> [WORK INSTRUCTIONS]
Only the lines below from the one containing "let (coords, values)" to the one containing "if triple.coords.len() != triple.values.len()" should be repeated, both included and unchanged.

> [AVAILABLE DATA]
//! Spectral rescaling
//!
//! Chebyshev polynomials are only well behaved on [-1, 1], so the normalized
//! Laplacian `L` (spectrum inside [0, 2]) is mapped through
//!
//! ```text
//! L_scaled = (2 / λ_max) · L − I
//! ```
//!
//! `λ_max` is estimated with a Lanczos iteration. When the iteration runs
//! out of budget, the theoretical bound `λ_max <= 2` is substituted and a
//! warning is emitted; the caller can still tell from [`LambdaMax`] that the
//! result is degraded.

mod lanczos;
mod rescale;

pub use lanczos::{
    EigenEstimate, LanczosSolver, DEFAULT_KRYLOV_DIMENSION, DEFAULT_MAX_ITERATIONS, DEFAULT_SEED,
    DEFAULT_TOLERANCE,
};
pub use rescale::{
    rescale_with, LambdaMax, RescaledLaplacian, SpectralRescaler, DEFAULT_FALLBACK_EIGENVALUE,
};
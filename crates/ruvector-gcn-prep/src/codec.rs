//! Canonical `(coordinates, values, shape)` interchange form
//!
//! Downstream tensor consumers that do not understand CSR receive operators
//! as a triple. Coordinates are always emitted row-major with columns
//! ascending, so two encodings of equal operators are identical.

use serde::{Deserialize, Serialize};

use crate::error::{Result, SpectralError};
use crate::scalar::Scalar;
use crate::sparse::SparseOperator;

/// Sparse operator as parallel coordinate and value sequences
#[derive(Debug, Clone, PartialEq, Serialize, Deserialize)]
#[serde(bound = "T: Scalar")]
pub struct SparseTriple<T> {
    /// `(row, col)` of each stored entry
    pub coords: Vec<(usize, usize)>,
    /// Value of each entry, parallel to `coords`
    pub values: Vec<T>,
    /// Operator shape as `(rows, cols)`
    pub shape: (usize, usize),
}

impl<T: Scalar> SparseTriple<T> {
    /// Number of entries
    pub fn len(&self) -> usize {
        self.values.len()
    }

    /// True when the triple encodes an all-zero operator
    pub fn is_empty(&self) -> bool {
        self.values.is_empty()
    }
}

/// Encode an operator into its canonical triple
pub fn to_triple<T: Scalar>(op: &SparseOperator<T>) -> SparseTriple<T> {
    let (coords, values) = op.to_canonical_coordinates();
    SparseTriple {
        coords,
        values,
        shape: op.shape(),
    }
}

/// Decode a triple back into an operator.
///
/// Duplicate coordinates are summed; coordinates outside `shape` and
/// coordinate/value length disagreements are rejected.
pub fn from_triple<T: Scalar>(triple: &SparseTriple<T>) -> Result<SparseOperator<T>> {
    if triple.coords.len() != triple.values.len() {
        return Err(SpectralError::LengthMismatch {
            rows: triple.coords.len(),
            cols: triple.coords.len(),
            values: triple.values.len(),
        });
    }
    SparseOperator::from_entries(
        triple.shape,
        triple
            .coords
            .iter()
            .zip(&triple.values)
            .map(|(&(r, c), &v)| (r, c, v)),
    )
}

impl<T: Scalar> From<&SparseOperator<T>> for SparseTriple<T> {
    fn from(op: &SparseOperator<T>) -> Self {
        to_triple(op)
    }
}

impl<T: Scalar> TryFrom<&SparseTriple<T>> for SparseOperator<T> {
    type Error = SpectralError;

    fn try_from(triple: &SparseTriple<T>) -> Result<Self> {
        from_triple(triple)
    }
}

> [WRITTEN ANSWER]
    let (coords, values) = op.to_canonical_coordinates();
    SparseTriple {
        coords,
        values,
        shape: op.shape(),
    }
}

/// Decode a triple back into an operator.
///
/// Duplicate coordinates are summed; coordinates outside `shape` and
/// coordinate/value length disagreements are rejected.
pub fn from_triple<T: Scalar>(triple: &SparseTriple<T>) -> Result<SparseOperator<T>> {
    if triple.coords.len() != triple.values.len() {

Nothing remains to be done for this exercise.